The countless hours spent in cold waiting rooms, meetings with surgeons, her mum making every single one her meals fresh from scratch, back rubs from her dad. This is a family in it together.
And it would be impossible for them not to be proud of Ashleigh. To approach these last few months the way she has with remarkable spirit, fortitude and that wonderful sense of humour is inspiration personified and a testament to her and those around her.
“It has made me look at things a lot differently,” she said. “It has made me look at myself differently. It definitely teaches you who your real friends are. Some people don’t understand it. Friends would be asking me, ‘Why can’t you come out, why can’t you do this?’ When you’re having chemo, you just can’t.
"I could not go to busy places because of risk of infection, I couldn’t eat certain foods. You’re tired all the time. It’s only on my third week after finishing a bout of chemo I feel brave enough to tackle Asda. And even then I’m walking round like a 90-year-old. A lot of friends have gone but the ones I have now are closer and I’ve also made lots of new ones.
“It does change your entire perspective. When people complain about a cold, I think ‘well it could be worse’. When people complain about work, I think ‘I wish I could go to work’.

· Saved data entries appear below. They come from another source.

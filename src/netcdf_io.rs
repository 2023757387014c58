//! NetCDF I/O operations
//!
//! Reading one netCDF file into an in-memory [`Dataset`], and writing a
//! [`Dataset`] back out with its dimensions, variable attributes and global
//! attributes preserved.

use crate::dataset::{Dataset, Dimension, Variable, VariableData};
use crate::engine::Engine;
use crate::errors::{Result, ReshapeError};
use std::{fs, path::Path};

/// Element types with an in-memory representation
#[derive(Debug, Clone, Copy, PartialEq, Eq)]
enum ElementKind {
    Byte,
    Short,
    Int,
    Int64,
    Float,
    Double,
}

/// Map the debug name of a netCDF variable type onto an element kind.
fn element_kind(vartype: &str) -> Option<ElementKind> {
    const UNSUPPORTED: [&str; 13] = [
        "u8", "u16", "u32", "u64", "ubyte", "ushort", "uint", "char", "string", "compound",
        "opaque", "vlen", "enum",
    ];
    if UNSUPPORTED.iter().any(|t| vartype.contains(t)) {
        return None;
    }

    if vartype.contains("f64") || vartype.contains("double") {
        Some(ElementKind::Double)
    } else if vartype.contains("f32") || vartype.contains("float") {
        Some(ElementKind::Float)
    } else if vartype.contains("i64") || vartype.contains("int64") {
        Some(ElementKind::Int64)
    } else if vartype.contains("i16") || vartype.contains("short") {
        Some(ElementKind::Short)
    } else if vartype.contains("i8") || vartype.contains("byte") {
        Some(ElementKind::Byte)
    } else if vartype.contains("i32") || vartype.contains("int") {
        Some(ElementKind::Int)
    } else {
        None
    }
}

fn read_variable_data(var: &netcdf::Variable<'_>) -> Result<VariableData> {
    let vartype = format!("{:?}", var.vartype()).to_lowercase();

    let data = match element_kind(&vartype) {
        Some(ElementKind::Byte) => VariableData::Byte(var.get::<i8, _>(..)?),
        Some(ElementKind::Short) => VariableData::Short(var.get::<i16, _>(..)?),
        Some(ElementKind::Int) => VariableData::Int(var.get::<i32, _>(..)?),
        Some(ElementKind::Int64) => VariableData::Int64(var.get::<i64, _>(..)?),
        Some(ElementKind::Float) => VariableData::Float(var.get::<f32, _>(..)?),
        Some(ElementKind::Double) => VariableData::Double(var.get::<f64, _>(..)?),
        None => {
            return Err(ReshapeError::UnsupportedType {
                var: var.name().to_string(),
                vartype,
            })
        }
    };

    Ok(data)
}

/// Read every dimension, variable and attribute of a netCDF file into memory.
///
/// # Errors
///
/// Propagates netCDF open/read failures unmodified; fails with
/// `UnsupportedType` for variables that are not signed integers or floats.
pub fn read_dataset(path: &Path) -> Result<Dataset> {
    let file = netcdf::open(path)?;
    let mut dataset = Dataset::new();

    for dim in file.dimensions() {
        dataset.add_dimension(Dimension {
            name: dim.name().to_string(),
            len: dim.len(),
            is_unlimited: dim.is_unlimited(),
        })?;
    }

    for attr in file.attributes() {
        dataset.set_attribute(attr.name(), attr.value()?);
    }

    for var in file.variables() {
        let dims: Vec<String> = var
            .dimensions()
            .iter()
            .map(|d| d.name().to_string())
            .collect();
        let data = read_variable_data(&var)?;

        let mut variable = Variable::new(var.name().to_string(), dims, data)?;
        for attr in var.attributes() {
            variable.set_attribute(attr.name(), attr.value()?);
        }
        dataset.insert_variable(variable)?;
    }

    log::debug!(
        "Read {} ({} dimensions, {} variables)",
        path.display(),
        dataset.dimensions().len(),
        dataset.variables().len()
    );

    Ok(dataset)
}

/// Writes one in-memory dataset to a netCDF file
pub struct NetCDFWriter<'a> {
    dataset: &'a Dataset,
    output_path: &'a Path,
    engine: Engine,
}

impl<'a> NetCDFWriter<'a> {
    pub fn new(dataset: &'a Dataset, output_path: &'a Path, engine: Engine) -> Self {
        Self {
            dataset,
            output_path,
            engine,
        }
    }

    /// Create the file, replacing anything already at the output path.
    ///
    /// Every dimension is written fixed-length. A length of zero would declare
    /// an unlimited dimension instead, so zero-length dimensions are rejected
    /// before anything is created.
    pub fn write(&self) -> Result<()> {
        if let Some(dim) = self.dataset.dimensions().iter().find(|d| d.len == 0) {
            return Err(ReshapeError::DimensionMismatch {
                name: dim.name.clone(),
                message: "zero-length dimensions cannot be written as fixed-size".to_string(),
            });
        }

        if self.output_path.exists() {
            fs::remove_file(self.output_path)?;
        }

        let mut file = netcdf::create_with(self.output_path, self.engine.options())?;

        for dim in self.dataset.dimensions() {
            file.add_dimension(&dim.name, dim.len)?;
        }

        for (name, value) in self.dataset.attributes() {
            file.add_attribute(name, value.clone())?;
        }

        for variable in self.dataset.variables() {
            let dims: Vec<&str> = variable.dimensions().iter().map(String::as_str).collect();

            macro_rules! put_variable {
                ($ty:ty, $array:expr) => {{
                    let mut nc_var = file.add_variable::<$ty>(variable.name(), &dims)?;
                    for (name, value) in variable.attributes() {
                        nc_var.put_attribute(name, value.clone())?;
                    }
                    if !$array.is_empty() {
                        nc_var.put($array.view(), ..)?;
                    }
                }};
            }

            match variable.data() {
                VariableData::Byte(a) => put_variable!(i8, a),
                VariableData::Short(a) => put_variable!(i16, a),
                VariableData::Int(a) => put_variable!(i32, a),
                VariableData::Int64(a) => put_variable!(i64, a),
                VariableData::Float(a) => put_variable!(f32, a),
                VariableData::Double(a) => put_variable!(f64, a),
            }
        }

        Ok(())
    }
}

/// Write `dataset` to `output_path` using `engine`.
pub fn write_dataset(dataset: &Dataset, output_path: &Path, engine: Engine) -> Result<()> {
    NetCDFWriter::new(dataset, output_path, engine).write()
}
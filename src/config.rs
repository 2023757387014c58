//! Resolved run configuration
//!
//! [`ReshapeConfig`] carries every value the pipeline needs. It is built once
//! at the process boundary (from [`Args`]) so library code never looks at the
//! environment or the command line itself.

use crate::builder::{OutputNaming, DEFAULT_OUTPUT_PREFIX, DEFAULT_OUTPUT_SUFFIX};
use crate::classifier::DEFAULT_TIME_DIMENSION;
use crate::cli::Args;
use crate::engine::Engine;
use crate::errors::Result;
use crate::parallel::ParallelConfig;
use std::path::PathBuf;

#[derive(Debug, Clone, PartialEq, Eq)]
pub struct ReshapeConfig {
    pub engine: Engine,
    pub input_directory: PathBuf,
    pub naming: OutputNaming,
    pub time_dimension: String,
    pub parallel: ParallelConfig,
    pub verbose: bool,
}

impl Default for ReshapeConfig {
    fn default() -> Self {
        Self {
            engine: Engine::default(),
            input_directory: PathBuf::new(),
            naming: OutputNaming::default(),
            time_dimension: DEFAULT_TIME_DIMENSION.to_string(),
            parallel: ParallelConfig::default(),
            verbose: false,
        }
    }
}

impl ReshapeConfig {
    /// Default options reading from `input_directory` and writing to `output_directory`
    pub fn new(input_directory: impl Into<PathBuf>, output_directory: impl Into<String>) -> Self {
        Self {
            input_directory: input_directory.into(),
            naming: OutputNaming::new(output_directory, DEFAULT_OUTPUT_PREFIX, DEFAULT_OUTPUT_SUFFIX),
            ..Self::default()
        }
    }

    /// Resolve command-line arguments.
    ///
    /// An empty output directory becomes `.`; an empty input directory is left
    /// as is and rejected by the loader.
    pub fn from_args(args: &Args) -> Result<Self> {
        let engine = args.engine.parse::<Engine>()?;
        let output_directory = if args.output_directory.is_empty() {
            ".".to_string()
        } else {
            args.output_directory.clone()
        };

        Ok(Self {
            engine,
            input_directory: PathBuf::from(&args.input_directory),
            naming: OutputNaming::new(
                output_directory,
                args.output_prefix.clone(),
                args.output_suffix.clone(),
            ),
            time_dimension: args.time_dimension.clone(),
            parallel: match args.threads {
                Some(n) => ParallelConfig::with_threads(n),
                None => ParallelConfig::all_cores(),
            },
            verbose: args.verbose,
        })
    }

    pub fn print(&self) {
        println!("⚙️  Configuration:");
        println!("   engine:           {}", self.engine);
        println!("   input directory:  {}", self.input_directory.display());
        println!("   output directory: {}", self.naming.directory);
        println!("   output prefix:    {}", self.naming.prefix);
        println!("   output suffix:    {}", self.naming.suffix);
        println!("   time dimension:   {}", self.time_dimension);
    }
}
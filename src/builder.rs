//! Time-series dataset construction
//!
//! For every time-dependent variable, builds a dataset holding that variable,
//! every metadata variable and the source global attributes, and computes the
//! file it will be written to.

use crate::classifier::find_time_dependent_vars;
use crate::dataset::Dataset;
use crate::errors::Result;
use std::path::PathBuf;

/// Default prefix for time-series file names
pub const DEFAULT_OUTPUT_PREFIX: &str = "tseries.";

/// Default suffix for time-series file names
pub const DEFAULT_OUTPUT_SUFFIX: &str = ".nc";

/// How output files are named: `{directory}/{prefix}{variable}{suffix}`
#[derive(Debug, Clone, PartialEq, Eq)]
pub struct OutputNaming {
    pub directory: String,
    pub prefix: String,
    pub suffix: String,
}

impl OutputNaming {
    pub fn new(
        directory: impl Into<String>,
        prefix: impl Into<String>,
        suffix: impl Into<String>,
    ) -> Self {
        Self {
            directory: directory.into(),
            prefix: prefix.into(),
            suffix: suffix.into(),
        }
    }

    /// Plain string concatenation; no normalisation of separators.
    pub fn path_for(&self, var_name: &str) -> String {
        format!(
            "{}/{}{}{}",
            self.directory, self.prefix, var_name, self.suffix
        )
    }
}

impl Default for OutputNaming {
    fn default() -> Self {
        Self::new("", DEFAULT_OUTPUT_PREFIX, DEFAULT_OUTPUT_SUFFIX)
    }
}

/// Build one dataset per time-dependent variable of `dset`.
///
/// Returns the datasets and their target paths, index-aligned and in
/// classifier order. A dataset without time-dependent variables yields two
/// empty lists.
pub fn create_time_series(
    naming: &OutputNaming,
    dset: &Dataset,
    time_dim: &str,
) -> Result<(Vec<Dataset>, Vec<PathBuf>)> {
    let classification = find_time_dependent_vars(dset, time_dim);
    let mut datasets = Vec::with_capacity(classification.time_dependent.len());
    let mut paths = Vec::with_capacity(classification.time_dependent.len());

    for vname in &classification.time_dependent {
        let mut var_dset = Dataset::new();
        var_dset.insert_from(dset, vname)?;

        for mvar in &classification.time_independent {
            var_dset.insert_from(dset, mvar)?;
        }

        var_dset.set_attributes(dset.attributes().to_vec());

        let fpath = naming.path_for(vname);
        log::debug!("Prepared series '{}' -> {}", vname, fpath);
        datasets.push(var_dset);
        paths.push(PathBuf::from(fpath));
    }

    println!(
        "*** The generated time series files are located in : {} ***",
        naming.directory
    );

    Ok((datasets, paths))
}
// src/ai.rs
//! Chat-model adapter: provider trait + OpenAI Chat Completions client.

use std::time::Duration;

use anyhow::{bail, Context, Result};
use async_trait::async_trait;
use serde::{Deserialize, Serialize};

/// One completion call: a fixed system instruction plus a user payload.
/// Transport and contract faults must reach the caller; the digest and
/// recap paths each decide how to surface them.
#[async_trait]
pub trait ChatModel: Send + Sync {
    async fn complete(&self, system: &str, user: &str) -> Result<String>;
    /// Provider name for diagnostics.
    fn name(&self) -> &'static str;
}

/// OpenAI provider (Chat Completions API).
pub struct OpenAiChat {
    http: reqwest::Client,
    api_key: String,
    model: String,
}

impl OpenAiChat {
    pub fn new(api_key: &str, model: &str) -> Self {
        let http = reqwest::Client::builder()
            .user_agent("rss-digest-mailer/0.1")
            .connect_timeout(Duration::from_secs(10))
            .timeout(Duration::from_secs(120))
            .build()
            .expect("reqwest client");
        Self {
            http,
            api_key: api_key.to_string(),
            model: model.to_string(),
        }
    }
}

#[derive(Serialize)]
struct Msg<'a> {
    role: &'a str,
    content: &'a str,
}
#[derive(Serialize)]
struct Req<'a> {
    model: &'a str,
    messages: Vec<Msg<'a>>,
}
#[derive(Deserialize)]
struct Resp {
    choices: Vec<Choice>,
}
#[derive(Deserialize)]
struct Choice {
    message: ChoiceMsg,
}
#[derive(Deserialize)]
struct ChoiceMsg {
    content: String,
}

#[async_trait]
impl ChatModel for OpenAiChat {
    async fn complete(&self, system: &str, user: &str) -> Result<String> {
        if self.api_key.is_empty() {
            bail!("model API key is empty");
        }

        let req = Req {
            model: &self.model,
            messages: vec![
                Msg {
                    role: "system",
                    content: system,
                },
                Msg {
                    role: "user",
                    content: user,
                },
            ],
        };

        let resp = self
            .http
            .post("https://api.openai.com/v1/chat/completions")
            .bearer_auth(&self.api_key)
            .json(&req)
            .send()
            .await
            .context("chat completion request")?;

        let status = resp.status();
        if !status.is_success() {
            let body = resp.text().await.unwrap_or_default();
            bail!("chat completion returned {status}: {body}");
        }

        let body: Resp = resp.json().await.context("chat completion response body")?;
        match body.choices.into_iter().next() {
            Some(c) => Ok(c.message.content),
            None => bail!("chat completion returned no choices"),
        }
    }

    fn name(&self) -> &'static str {
        "openai"
    }
}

“It is scary but you’ve got to try and see the funny side of things. If people came round and were crying all the time then that wouldn’t help. I don’t want sympathy smiles, I want people to smile and laugh.”
She smiles: “I am now living by the motto You Only Live Once.”
Ashleigh is currently waiting for her next scan and to see what the next steps are. In the meantime she wants to continue raising money for good causes having already raised more than £1,500 for Lymphoma Action.
“I want to try and raise money for the ‘youth zone’ they have on the ward where I am. There’s pool tables and jukeboxes there but they really need funding. My family and Connor’s family have just sponsored a final treatment bell there because they didn’t have one, so that was nice.”
And her next blog is never too far away.
“The blogs give me a boost of support and confidence. When I’m feeling down I just publish a blog. Sometimes there’s hundreds of comments on Facebook and they’re really nice.
“People from the ward read it as well. I was in there one day and a lad came over to me and said ‘you’re the girl from the AMR blog’. I felt like a celebrity. I thought people might start wanting autographs.”